L’AFRIQUE DU SUD EST UN VIVIER EXTRAORDINAIRE DE GROUPES TOUS PLUS ORIGINAUX LES UNS QUE LES AUTRES.
Pas moins de quatre artistes sud-africains ont enflammé les scènes du Sakifo vendredi 3 juin, puis un ou deux autres le lendemain. Ce n’est pas autant que de Réunionnais, mais c’est quand même considérable. Qu’est-ce qui peut bien attirer autant les programmateurs en Afrique australe? La mode? La qualité des artistes? Un peu tout ça, mais surtout une extraordinaire profusion de groupes et musiciens, de genres très différents, et beaucoup de qualité.
L’Afrique du Sud, c’est un peu comme la Belgique; la seule mention de l’un de ces pays sur un programme provoque chez l’amateur de musique une irrésistible envie de découverte. Et elle est rarement déçue. « Pourquoi les artistes, musiciens ou danseurs, sont tous très bons en Afrique du Sud », avions-nous demandé aux trois groupes présents le matin de leurs concerts à la conférence de presse dédiée.

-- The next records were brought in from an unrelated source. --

//! # reparo-db: Database Layer for Reparo
//!
//! SQLite storage for the notifier's single messaging session.
//!
//! ## Architecture
//! ```text
//! ┌─────────────────────────────────────────────────────────────────────────┐
//! │                         reparo-db                                       │
//! │                                                                         │
//! │  ┌──────────────┐   ┌───────────────────────────────────────────────┐  │
//! │  │   Database   │──►│  MessagingSessionRepository                    │  │
//! │  │  (SqlitePool)│   │  ├── messaging_session     (connected, code)  │  │
//! │  └──────┬───────┘   │  └── messaging_credentials (opaque blob)      │  │
//! │         │           └───────────────────────────────────────────────┘  │
//! │         ▼                                                               │
//! │  migrations/sqlite/*.sql (embedded at compile time)                     │
//! └─────────────────────────────────────────────────────────────────────────┘
//! ```
//!
//! ## Example
//! ```rust,ignore
//! let db = Database::new(DbConfig::new("./reparo.db")).await?;
//! db.messaging_session().save_session(true, None).await?;
//! ```

pub mod error;
pub mod migrations;
pub mod pool;
pub mod repository;

pub use error::{DbError, DbResult};
pub use pool::{Database, DbConfig};
pub use repository::session::{MessagingSessionRepository, SessionRecord};
//! # Database Migrations
//!
//! `migrations/sqlite/*.sql` is compiled into the binary and applied in
//! filename order. Applied versions are recorded in `_sqlx_migrations`.

use sqlx::SqlitePool;
use tracing::{debug, info};

use crate::error::DbResult;

static MIGRATOR: sqlx::migrate::Migrator = sqlx::migrate!("../../migrations/sqlite");

/// Applies every migration not yet recorded. Safe to call on each start.
pub async fn run_migrations(pool: &SqlitePool) -> DbResult<()> {
    let (total, applied) = migration_status(pool).await?;
    if applied >= total {
        debug!(total, "Schema up to date");
        return Ok(());
    }

    info!(pending = total - applied, "Applying migrations");
    MIGRATOR.run(pool).await?;
    Ok(())
}

/// Returns `(embedded, applied)` migration counts.
///
/// A fresh database has no bookkeeping table yet and reports zero applied.
pub async fn migration_status(pool: &SqlitePool) -> DbResult<(usize, usize)> {
    let applied: i64 = sqlx::query_scalar("SELECT COUNT(*) FROM _sqlx_migrations")
        .fetch_one(pool)
        .await
        .unwrap_or(0);

    Ok((MIGRATOR.migrations.len(), applied.max(0) as usize))
}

Force est de constater que la réponse est plus difficile quand on est concerné. Pour Tumi, de Stogie T, « on attend des Sud-Africains des messages politisés, ou rastas; c’est injuste pour les artistes qui ont une histoire différente ». Nkosi « Jovi » Zithulele, chanteur de BCUC, pointe « l’esprit singulier, le plus honnête possible » de son groupe. « Nous sommes Noirs, mais nous ne revendiquons pas l’identité d’un groupe noir », ajoute-t-il. Bongeziwe Mabandla regrette pour sa part la prédominance de la musique américaine dans son pays. Et le racisme qui permet d’y occulter de nombreux talents. Et si, comme le pense le chanteur à la voix d’ange, les talents étaient encore plus nombreux qu’on ne le pense, et si on ne voyait que la partie émergée de l’iceberg sud-africain?
« Il y a aussi des merdes »
« Il y a aussi des merdes », relativise Jérôme Galabert, ordonnateur du festival saint-pierrois. « J’ai dû écouter une centaine d’enregistrements pour faire une sélection, tout n’est pas bon », poursuit-il. Pour autant, c’est la diversité des cultures, le brassage ethnique qui, pour lui, font les fondations de la créativité sud-africaine.
Gaël Mallet, de l’association La Ravine des Roques, est un autre connaisseur de la musique de nos voisins, pour avoir programmé nombre de groupe de rock issus de Jobourg, Durban ou Le Cap. « Il y a une tension, une violence sous-jacente, qu’on ne trouve pas ailleurs. C’est bon pour le rock », remarque le Saint-Leusien. « Il y a un gros vivier », reconnait-il, évoquant lui aussi le mélange culturel entre Afrique et Occident. Sans compter les innombrables tribus différentes, l’Afrique du Sud compte pas moins de onze langues officielles.
« L’exotisme marche bien »
De Die Antwoord à BCUC, « l’exotisme marche bien », estime Gaël Mallet. « Un groupe à succès attire les programmateurs, c’est un cercle vertueux dont bénéficient les autres », poursuit l’amateur de rock. « Et puis, l’Afrique du Sud est un pays relativement riche, en tout cas par rapport à ses voisins. Il y a beaucoup de festivals, de cafés concerts, c’est plus facile pour un musicien d’y vivre de son art qu’ailleurs en Afrique », souligne-t-il encore.
Alors, si ce pays compte aussi nombre de musiciens aux styles plus consensuels, il y abonde quantité d’artistes beaucoup plus déjantés. De ceux qui veulent s’exprimer avant tout, avant de viser une carrière commerciale. Et c’est cette authenticité qui fait leur succès.